8. For discussion on Braun’s strategy see: Joachim Smith, “The Splendid, Silent Sun: Reflections on the Light and Color of Southern California” in California Light, 1900-1930, exh. cat., Patricia Trenton and William H. Gerdts, eds. (Laguna Beach, Calif.: Laguna Art Museum, 1990).

9. William H. Gerdts, Masterworks of American Impressionism, exh. cat., (Einsiedeln, Switzerland: Thyssen-Bornemisza Foundation with Eidolon AG, 1991), 136. Braun was among the 25 outstanding American artists whose work was included in this exhibition.

10. John Fabian Kienitz, Maurice Braun, exh. cat. (San Francisco: M. H. de Young Memorial Museum, 1954).

11. Floyd Ratliff, Paul Signac and Color in Neo-Impressionism, including the first English edition of Paul Signac, From Eugène Delacroix to Neo-Impressionism, trans. Willa Silverman (New York: Rockefeller University Press, 1992).
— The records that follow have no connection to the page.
//! Animation clip container (`ANIM`): one `INFO` chunk then a `CHAN` chunk per bone

use std::io::{Read, Seek, Write};
use std::path::Path;

use glam::{Quat, Vec3};

use crate::core::{Error, Result};
use crate::io::ByteStream;
use crate::io::chunk::{
    ANIM_MAGIC, CHUNK_CHAN, CHUNK_INFO, ChunkSpan, begin_chunk, end_chunk, finish_chunk, fourcc_name, next_chunk,
    read_file_header, skip_chunk, write_file_header,
};

use super::clip::{AnimationChannel, AnimationClip, AnimationKeyframe};

/// Current clip container version
pub const CLIP_VERSION: u32 = 100;

/// Width of the NUL-padded name field in `INFO`
pub const CLIP_NAME_LEN: usize = 64;

/// Bytes per stored keyframe: time, position, rotation, scale
const KEYFRAME_SIZE: u64 = 4 * (1 + 3 + 4 + 3);

/// Read a clip from a stream positioned at the container header
pub fn read_clip<S: Read + Seek>(stream: &mut ByteStream<S>) -> Result<AnimationClip> {
    let limit = stream.size()?;
    read_file_header(stream, ANIM_MAGIC, CLIP_VERSION)?;

    let mut clip = AnimationClip::new(String::new(), 0.0, 0.0);
    let mut declared_channels = None;

    while let Some(span) = next_chunk(stream, limit)? {
        match span.id() {
            CHUNK_INFO => {
                declared_channels = Some(read_info(stream, &mut clip)?);
                finish_chunk(stream, &span)?;
            }
            CHUNK_CHAN => {
                let channel = read_channel(stream, &span)?;
                clip.add_channel(channel);
                finish_chunk(stream, &span)?;
            }
            other => {
                log::warn!("Skipping unknown clip chunk {} ({} bytes)", fourcc_name(other), span.header.length);
                skip_chunk(stream, &span)?;
            }
        }
    }

    match declared_channels {
        None => {
            log::warn!("Clip has no INFO chunk; duration taken from keyframes");
            clip.calculate_duration();
        }
        Some(count) if count as usize != clip.channel_count() => {
            log::debug!("Clip '{}' declares {} channels, found {}", clip.name, count, clip.channel_count());
        }
        Some(_) => {}
    }

    if clip.ticks_per_second <= 0.0 {
        log::warn!("Clip '{}' has non-positive ticks per second ({})", clip.name, clip.ticks_per_second);
    }

    Ok(clip)
}

fn read_info<S: Read + Seek>(stream: &mut ByteStream<S>, clip: &mut AnimationClip) -> Result<u32> {
    clip.name = stream.read_fixed_string(CLIP_NAME_LEN)?;
    clip.duration = stream.read_f32()?;
    clip.ticks_per_second = stream.read_f32()?;
    Ok(stream.read_u32()?)
}

fn read_channel<S: Read + Seek>(stream: &mut ByteStream<S>, span: &ChunkSpan) -> Result<AnimationChannel> {
    let mut channel = AnimationChannel::new(stream.read_cstring()?);
    let count = stream.read_u32()?;

    let available = span.end.saturating_sub(stream.tell()?);
    if u64::from(count) * KEYFRAME_SIZE > available {
        return Err(Error::Format(format!(
            "channel '{}' declares {} keyframes but its chunk holds {} bytes",
            channel.bone_name, count, available
        )));
    }

    channel.keyframes.reserve(count as usize);
    for _ in 0..count {
        let time = stream.read_f32()?;
        let position = Vec3::new(stream.read_f32()?, stream.read_f32()?, stream.read_f32()?);
        let rotation = Quat::from_xyzw(
            stream.read_f32()?,
            stream.read_f32()?,
            stream.read_f32()?,
            stream.read_f32()?,
        );
        // Scale is reserved by the format and not animated
        for _ in 0..3 {
            stream.read_f32()?;
        }
        channel.add_keyframe(AnimationKeyframe::new(time, position, rotation));
    }

    Ok(channel)
}

/// Write a clip container
pub fn write_clip<S: Write + Seek>(stream: &mut ByteStream<S>, clip: &AnimationClip) -> Result<()> {
    write_file_header(stream, ANIM_MAGIC, CLIP_VERSION)?;

    let info = begin_chunk(stream, CHUNK_INFO)?;
    stream.write_fixed_string(&clip.name, CLIP_NAME_LEN)?;
    stream.write_f32(clip.duration)?;
    stream.write_f32(clip.ticks_per_second)?;
    stream.write_u32(clip.channel_count() as u32)?;
    end_chunk(stream, info)?;

    for channel in &clip.channels {
        let chan = begin_chunk(stream, CHUNK_CHAN)?;
        stream.write_cstring(&channel.bone_name)?;
        stream.write_u32(channel.keyframes.len() as u32)?;
        for key in &channel.keyframes {
            stream.write_f32(key.time)?;
            for v in key.position.to_array() {
                stream.write_f32(v)?;
            }
            for v in key.rotation.to_array() {
                stream.write_f32(v)?;
            }
            for v in Vec3::ONE.to_array() {
                stream.write_f32(v)?;
            }
        }
        end_chunk(stream, chan)?;
    }

    Ok(())
}

/// Load a clip file
pub fn load_clip(path: impl AsRef<Path>) -> Result<AnimationClip> {
    let path = path.as_ref();
    let mut stream = ByteStream::open_file(path)?;
    let clip = read_clip(&mut stream)?;
    log::info!(
        "Loaded clip '{}' from {}: {} channels, {} ticks at {} tps",
        clip.name,
        path.display(),
        clip.channel_count(),
        clip.duration,
        clip.ticks_per_second
    );
    Ok(clip)
}

/// Save a clip file
pub fn save_clip(clip: &AnimationClip, path: impl AsRef<Path>) -> Result<()> {
    let path = path.as_ref();
    let mut stream = ByteStream::create_file(path)?;
    write_clip(&mut stream, clip)?;
    stream.flush()?;
    log::info!("Saved clip '{}' to {}", clip.name, path.display());
    Ok(())
}

#[cfg(test)]
mod tests {
    use super::*;

    fn sample_clip() -> AnimationClip {
        let mut clip = AnimationClip::new("run", 24.0, 30.0);

        let mut hips = AnimationChannel::new("hips");
        hips.add_keyframe(AnimationKeyframe::new(0.0, Vec3::new(0.0, 1.0, 0.0), Quat::IDENTITY));
        hips.add_keyframe(AnimationKeyframe::new(12.0, Vec3::new(0.0, 1.2, 0.5), Quat::from_rotation_y(0.25)));
        hips.add_keyframe(AnimationKeyframe::new(24.0, Vec3::new(0.0, 1.0, 1.0), Quat::IDENTITY));
        clip.add_channel(hips);

        let mut spine = AnimationChannel::new("spine");
        spine.add_keyframe(AnimationKeyframe::new(0.0, Vec3::ZERO, Quat::from_rotation_x(0.1)));
        clip.add_channel(spine);

        clip
    }

    fn to_bytes(clip: &AnimationClip) -> Vec<u8> {
        let mut stream = ByteStream::memory();
        write_clip(&mut stream, clip).unwrap();
        stream.into_bytes()
    }

    #[test]
    fn test_round_trip() {
        let clip = sample_clip();
        let mut stream = ByteStream::from_bytes(to_bytes(&clip));
        let loaded = read_clip(&mut stream).unwrap();

        assert_eq!(loaded.name, "run");
        assert_eq!(loaded.duration, 24.0);
        assert_eq!(loaded.ticks_per_second, 30.0);
        assert_eq!(loaded.channel_count(), 2);

        for (a, b) in clip.channels.iter().zip(loaded.channels.iter()) {
            assert_eq!(a.bone_name, b.bone_name);
            assert_eq!(a.keyframes, b.keyframes);
        }
    }

    #[test]
    fn test_info_layout() {
        let bytes = to_bytes(&sample_clip());
        // magic, version, INFO id, INFO length
        assert_eq!(&bytes[0..4], &ANIM_MAGIC.to_le_bytes());
        assert_eq!(&bytes[4..8], &CLIP_VERSION.to_le_bytes());
        assert_eq!(&bytes[8..12], &CHUNK_INFO.to_le_bytes());
        assert_eq!(&bytes[12..16], &((CLIP_NAME_LEN + 12) as u32).to_le_bytes());
        assert_eq!(&bytes[16..19], b"run");
        assert!(bytes[19..16 + CLIP_NAME_LEN].iter().all(|&b| b == 0));
    }

    #[test]
    fn test_long_name_truncated() {
        let mut clip = sample_clip();
        clip.name = "x".repeat(100);
        let mut stream = ByteStream::from_bytes(to_bytes(&clip));
        let loaded = read_clip(&mut stream).unwrap();
        assert_eq!(loaded.name.len(), CLIP_NAME_LEN - 1);
    }

    #[test]
    fn test_unknown_chunk_skipped() {
        crate::core::logging::init_for_tests();
        let clip = sample_clip();
        let mut stream = ByteStream::memory();
        write_file_header(&mut stream, ANIM_MAGIC, CLIP_VERSION).unwrap();
        let extra = begin_chunk(&mut stream, 0x5854_5241).unwrap();
        stream.write_bytes(&[1, 2, 3, 4, 5]).unwrap();
        end_chunk(&mut stream, extra).unwrap();

        // Append the real chunks after the foreign one
        let original = to_bytes(&clip);
        stream.write_bytes(&original[8..]).unwrap();

        let mut reader = ByteStream::from_bytes(stream.into_bytes());
        let loaded = read_clip(&mut reader).unwrap();
        assert_eq!(loaded.channel_count(), 2);
        assert_eq!(loaded.name, "run");
    }

    #[test]
    fn test_invalid_magic() {
        let mut stream = ByteStream::memory();
        stream.write_u32(0xDEAD_BEEF).unwrap();
        stream.write_u32(CLIP_VERSION).unwrap();
        let mut reader = ByteStream::from_bytes(stream.into_bytes());
        assert!(matches!(read_clip(&mut reader), Err(Error::InvalidMagic { .. })));
    }

    #[test]
    fn test_truncated_keyframes_rejected() {
        let mut stream = ByteStream::memory();
        write_file_header(&mut stream, ANIM_MAGIC, CLIP_VERSION).unwrap();
        let chan = begin_chunk(&mut stream, CHUNK_CHAN).unwrap();
        stream.write_cstring("hips").unwrap();
        stream.write_u32(1000).unwrap();
        end_chunk(&mut stream, chan).unwrap();

        let mut reader = ByteStream::from_bytes(stream.into_bytes());
        assert!(matches!(read_clip(&mut reader), Err(Error::Format(_))));
    }

    #[test]
    fn test_file_round_trip() {
        let dir = tempfile::tempdir().unwrap();
        let path = dir.path().join("run.anim");
        save_clip(&sample_clip(), &path).unwrap();

        let loaded = load_clip(&path).unwrap();
        assert_eq!(loaded.channel_count(), 2);
        assert!(loaded.find_channel("spine").is_some());
    }

    #[test]
    fn test_missing_file() {
        let dir = tempfile::tempdir().unwrap();
        assert!(matches!(load_clip(dir.path().join("none.anim")), Err(Error::Io(_))));
    }
}
//! Per-instance playback state over shared, immutable clips

use std::sync::Arc;

use glam::{Quat, Vec3};
use serde::{Deserialize, Serialize};

use super::clip::{AnimationClip, slerp};
use super::skeleton::Skeleton;

/// How a clip behaves when playback reaches its end
#[derive(Clone, Copy, Debug, Default, PartialEq, Eq, Serialize, Deserialize)]
pub enum PlayMode {
    /// Play to the end and hold the last frame
    Once,
    /// Wrap back to the start
    #[default]
    Loop,
    /// Reverse direction at either end
    PingPong,
}

/// Local translation and rotation of one bone
#[derive(Clone, Copy, Debug, PartialEq)]
pub struct BoneTransform {
    pub position: Vec3,
    pub rotation: Quat,
}

impl BoneTransform {
    pub fn new(position: Vec3, rotation: Quat) -> Self {
        Self { position, rotation }
    }

    /// Interpolate toward `to`; the endpoints are returned unchanged
    pub fn lerp(&self, to: &BoneTransform, factor: f32) -> BoneTransform {
        if factor <= 0.0 {
            return *self;
        }
        if factor >= 1.0 {
            return *to;
        }
        BoneTransform {
            position: self.position.lerp(to.position, factor),
            rotation: slerp(self.rotation, to.rotation, factor),
        }
    }
}

/// Channel-to-bone mapping of a clip against one skeleton
#[derive(Clone, Debug, Default)]
pub struct ClipBinding {
    bones: Vec<Option<usize>>,
}

impl ClipBinding {
    /// Resolve every channel's bone name; unmatched channels are skipped with a warning
    pub fn bind(clip: &AnimationClip, skeleton: &Skeleton) -> Self {
        let bones = clip
            .channels
            .iter()
            .map(|channel| {
                let bone = skeleton.find_bone_index(&channel.bone_name);
                if bone.is_none() {
                    log::warn!("Clip '{}': bone not found: {}", clip.name, channel.bone_name);
                }
                bone
            })
            .collect();
        Self { bones }
    }

    /// Bone driven by a channel, if it was found
    pub fn bone_for(&self, channel: usize) -> Option<usize> {
        self.bones.get(channel).copied().flatten()
    }

    /// `(channel, bone)` pairs for every bound channel
    pub fn iter(&self) -> impl Iterator<Item = (usize, usize)> + '_ {
        self.bones
            .iter()
            .enumerate()
            .filter_map(|(channel, bone)| bone.map(|b| (channel, b)))
    }

    pub fn bound_count(&self) -> usize {
        self.bones.iter().filter(|b| b.is_some()).count()
    }
}

/// Playback cursor for one clip: time in ticks, direction and mode
#[derive(Clone, Debug)]
pub struct ClipPlayback {
    clip: Arc<AnimationClip>,
    binding: Arc<ClipBinding>,
    time: f32,
    reversed: bool,
    mode: PlayMode,
    finished: bool,
}

impl ClipPlayback {
    /// Start at tick 0, running forwards
    pub fn new(clip: Arc<AnimationClip>, binding: Arc<ClipBinding>, mode: PlayMode) -> Self {
        Self {
            clip,
            binding,
            time: 0.0,
            reversed: false,
            mode,
            finished: false,
        }
    }

    pub fn clip(&self) -> &Arc<AnimationClip> {
        &self.clip
    }

    pub fn binding(&self) -> &ClipBinding {
        &self.binding
    }

    /// Current position in ticks
    pub fn time(&self) -> f32 {
        self.time
    }

    /// Jump to `ticks`, clamped to the clip. Clears the finished flag.
    pub fn set_time(&mut self, ticks: f32) {
        self.time = ticks.clamp(0.0, self.clip.duration.max(0.0));
        self.finished = false;
    }

    pub fn mode(&self) -> PlayMode {
        self.mode
    }

    /// Change mode in place, keeping the current time
    pub fn set_mode(&mut self, mode: PlayMode) {
        if mode != PlayMode::PingPong {
            self.reversed = false;
        }
        if mode != PlayMode::Once {
            self.finished = false;
        }
        self.mode = mode;
    }

    /// Whether a ping-pong cursor is currently running backwards
    pub fn is_reversed(&self) -> bool {
        self.reversed
    }

    /// Once-mode playback that has reached the end
    pub fn is_finished(&self) -> bool {
        self.finished
    }

    /// Advance by wall-clock seconds (already scaled by speed).
    ///
    /// Returns `true` when a single pass completes during this call: a Once
    /// clip reaching its end or a ping-pong cursor arriving back at the start.
    pub fn advance(&mut self, seconds: f32) -> bool {
        let duration = self.clip.duration;
        let delta = seconds * self.clip.ticks_per_second();

        if duration <= 0.0 {
            self.time = 0.0;
            if self.mode == PlayMode::Once && !self.finished {
                self.finished = true;
                return true;
            }
            return false;
        }

        match self.mode {
            PlayMode::Loop => {
                self.time = (self.time + delta).rem_euclid(duration);
                false
            }
            PlayMode::Once => {
                if self.finished {
                    return false;
                }
                self.time = (self.time + delta).max(0.0);
                if self.time >= duration {
                    self.time = duration;
                    self.finished = true;
                    return true;
                }
                false
            }
            PlayMode::PingPong => {
                // Unfold the bounce into a forward walk over [0, 2 * duration)
                let period = 2.0 * duration;
                let unfolded = if self.reversed { period - self.time } else { self.time };
                let walked = unfolded + delta;
                let phase = walked.rem_euclid(period);

                if phase <= duration {
                    self.time = phase;
                    self.reversed = false;
                } else {
                    self.time = period - phase;
                    self.reversed = true;
                }
                walked >= period
            }
        }
    }

    /// Sample one channel at the current time
    pub fn sample_channel(&self, channel: usize) -> Option<BoneTransform> {
        let channel = self.clip.channels.get(channel)?;
        let (position, rotation) = channel.sample(self.time);
        Some(BoneTransform::new(position, rotation))
    }

    /// Sample every bound channel as `(bone, transform)`
    pub fn sample(&self) -> Vec<(usize, BoneTransform)> {
        self.binding
            .iter()
            .filter_map(|(channel, bone)| self.sample_channel(channel).map(|t| (bone, t)))
            .collect()
    }

    /// Write the sampled pose into the skeleton
    pub fn apply(&self, skeleton: &mut Skeleton) {
        for (bone, transform) in self.sample() {
            skeleton.set_bone_pose(bone, transform.position, transform.rotation);
        }
    }
}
12. For detailed information on the Theosophical Society in San Diego see: Emmett A. Greenwalt, The Point Loma Community in California 1897-1942: A Theosophical Experiment (Los Angeles and Berkeley: University of California Press, 1992).

13. Ibid., 124.

14. We have found particularly troubling and inaccurate the conclusions put forward by two different authors: Ilene Susan Fort in her essay “Altered State(s): California Art and the Inner World,” in Reading California: Art, Image, and Identity, 1900-2000 (Los Angeles: Los Angeles County Museum of Art, 2000), 31-49 and portions of Joachim Smith’s essay “The Splendid, Silent Sun: Reflections on the Light and Color of Southern California” in California Light, 1900-1930, exh. cat., Patricia Trenton and William H. Gerdts, eds. (Laguna Beach, Calif.: Laguna Art Museum, 1990), 88-89.

15. Three of these sketches are reproduced in this volume with the color plates.

16. Kienitz, Maurice Braun.

 

 

 


Charlotte Braun White and Ernest Boyer Braun are the two children of Maurice Braun and Hazel Boyer Braun. Dr. White’s graduate studies in art history at the Institute of Art History at New York University were interrupted by World War II. She later received her Ph.D. in Psychology. Ernest Braun is a noted photographer who has published several books of nature photography. Dr. White resides in San Diego, Mr. Braun lives in the San Francisco area.